The Doctor takes a deep breath and dislikes Mickey just that little bit more because he's entirely selfless in his musings – just trying to take care of Rose. No more, no less. Maybe he would've continued to do so in such an honest fashion for the rest of his life if the Doctor hadn't 'twirled in', as Mickey so delicately put it. All what-if's and could-be's.
"I travel, Mickey. I'm a traveller. I've been a traveller for a very, very long time. Sometimes I take people with me and sometimes they get hurt—life with me is dangerous, and they all know that when they get on board. Sometimes I lose them.
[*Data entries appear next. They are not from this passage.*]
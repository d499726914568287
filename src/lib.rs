//! Single-sample timing of a [`BTreeSet`](std::collections::BTreeSet) under
//! insertion, lookup and deletion, callable from Rust or from C.

mod diagnostic;
mod ffi;
mod measure;
mod timer;

pub use diagnostic::{Collect, Diagnostics, Ignore, Stderr, Stream};
pub use ffi::measure_std_set;
pub use measure::{measure, measure_with, ElapsedTimes, Measurement};
pub use timer::ElapsedTimer;

/// A key, as the C `size_t` the harness hands over.
pub type Key = usize;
Sometimes they leave because they suddenly realise just how bad it can get," he turns the computer off and stands, shoulders sagging as he turns away, "and sometimes I leave them because I realise the same thing."
Mickey is stunned for a minute at his honesty, not sure what to say in response to that.
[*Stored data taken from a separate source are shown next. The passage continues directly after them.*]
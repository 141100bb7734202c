//! Centralized statement templates for the Postgres backend.
//!
//! Keeping every operator-to-syntax mapping in one place makes the statement
//! shapes testable in isolation from execution. `?` placeholders are bound
//! positionally from a [crate::params::Params] accumulator; the only
//! non-parameter interpolations are the table name and compiled predicate
//! text, both produced by this crate.

/// Table layout: a physical key column, the JSONB document blob, and
/// creation/update timestamp columns maintained by the store.
pub fn create_table_sql(table_name: &str) -> String {
    format!(
        "CREATE TABLE IF NOT EXISTS {} (\
         id TEXT PRIMARY KEY, \
         document JSONB NOT NULL, \
         created_at TIMESTAMPTZ NOT NULL DEFAULT NOW(), \
         updated_at TIMESTAMPTZ NOT NULL DEFAULT NOW())",
        table_name
    )
}

pub fn drop_table_sql(table_name: &str) -> String {
    format!("DROP TABLE IF EXISTS {}", table_name)
}

// `xmax <> 0` distinguishes a conflict-update from a fresh insert within the
// same atomic statement.
pub fn upsert_sql(table_name: &str) -> String {
    format!(
        "INSERT INTO {} (id, document) VALUES (?, ?::jsonb) \
         ON CONFLICT (id) DO UPDATE SET document = excluded.document, updated_at = NOW() \
         RETURNING (xmax <> 0) AS existed",
        table_name
    )
}

pub fn upsert_and_return_sql(table_name: &str) -> String {
    format!(
        "INSERT INTO {} (id, document) VALUES (?, ?::jsonb) \
         ON CONFLICT (id) DO UPDATE SET document = excluded.document, updated_at = NOW() \
         RETURNING document",
        table_name
    )
}

pub fn create_sql(table_name: &str) -> String {
    format!(
        "INSERT INTO {} (id, document) VALUES (?, ?::jsonb) \
         ON CONFLICT (id) DO NOTHING RETURNING document",
        table_name
    )
}

/// Conditional replace. The optional predicate is the compiled condition
/// filter; check and write happen in one statement, which is what makes the
/// optimistic-concurrency contract hold.
pub fn update_sql(table_name: &str, condition: Option<&str>) -> String {
    let guard = match condition {
        Some(predicate) => format!(" AND ({})", predicate),
        None => String::new(),
    };
    format!(
        "UPDATE {} SET document = ?::jsonb, updated_at = NOW() \
         WHERE id = ?{} RETURNING document",
        table_name, guard
    )
}

pub fn set_sub_doc_sql(table_name: &str) -> String {
    format!(
        "UPDATE {} SET document = jsonb_set(document, ?::text[], ?::jsonb), \
         updated_at = NOW() WHERE id = ?",
        table_name
    )
}

pub fn unset_sub_doc_sql(table_name: &str) -> String {
    format!(
        "UPDATE {} SET document = document #- ?::text[], \
         updated_at = NOW() WHERE id = ?",
        table_name
    )
}

/// Upsert one key and hand back its pre-image in the same statement. Both
/// CTEs see the statement's snapshot, so the captured document is exactly the
/// one the write replaced.
pub fn upsert_returning_pre_image_sql(table_name: &str) -> String {
    format!(
        "WITH old AS (SELECT document FROM {} WHERE id = ?), \
         upserted AS (INSERT INTO {} (id, document) VALUES (?, ?::jsonb) \
         ON CONFLICT (id) DO UPDATE SET document = excluded.document, updated_at = NOW()) \
         SELECT document FROM old",
        table_name, table_name
    )
}

pub fn delete_sql(table_name: &str) -> String {
    format!("DELETE FROM {} WHERE id = ?", table_name)
}

pub fn delete_all_sql(table_name: &str) -> String {
    format!("DELETE FROM {}", table_name)
}

pub fn count_sql(table_name: &str) -> String {
    format!("SELECT COUNT(*) FROM {}", table_name)
}

#[cfg(test)]
mod tests {
    use super::*;

    #[test]
    fn test_update_sql_with_and_without_condition() {
        assert_eq!(
            update_sql("mytest", None),
            "UPDATE mytest SET document = ?::jsonb, updated_at = NOW() \
             WHERE id = ? RETURNING document"
        );
        assert_eq!(
            update_sql("mytest", Some("document->>'version' = ?")),
            "UPDATE mytest SET document = ?::jsonb, updated_at = NOW() \
             WHERE id = ? AND (document->>'version' = ?) RETURNING document"
        );
    }

    #[test]
    fn test_statements_embed_table_name() {
        for sql in [
            create_table_sql("orders"),
            drop_table_sql("orders"),
            upsert_sql("orders"),
            upsert_and_return_sql("orders"),
            create_sql("orders"),
            set_sub_doc_sql("orders"),
            unset_sub_doc_sql("orders"),
            upsert_returning_pre_image_sql("orders"),
            delete_sql("orders"),
            delete_all_sql("orders"),
            count_sql("orders"),
        ] {
            assert!(sql.contains("orders"), "missing table name in: {}", sql);
        }
    }

    #[test]
    fn test_upsert_reports_pre_existence() {
        assert!(upsert_sql("mytest").ends_with("RETURNING (xmax <> 0) AS existed"));
        assert!(upsert_and_return_sql("mytest").ends_with("RETURNING document"));
    }
}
"It's easy enough to put yourself in danger, but someone else? Someone you care about? Especially when they—when they trust you so implicitly that they never really believe they'll come to any harm? If I wanted to stop Rose getting hurt, I'd have left her with you." He sniffs, his pride crumbling as he finally admits it. "You're a better man than I am, Mickey Smith. You'd take care of her better than I ever could."
Competition, the Doctor remembers, is dangerous.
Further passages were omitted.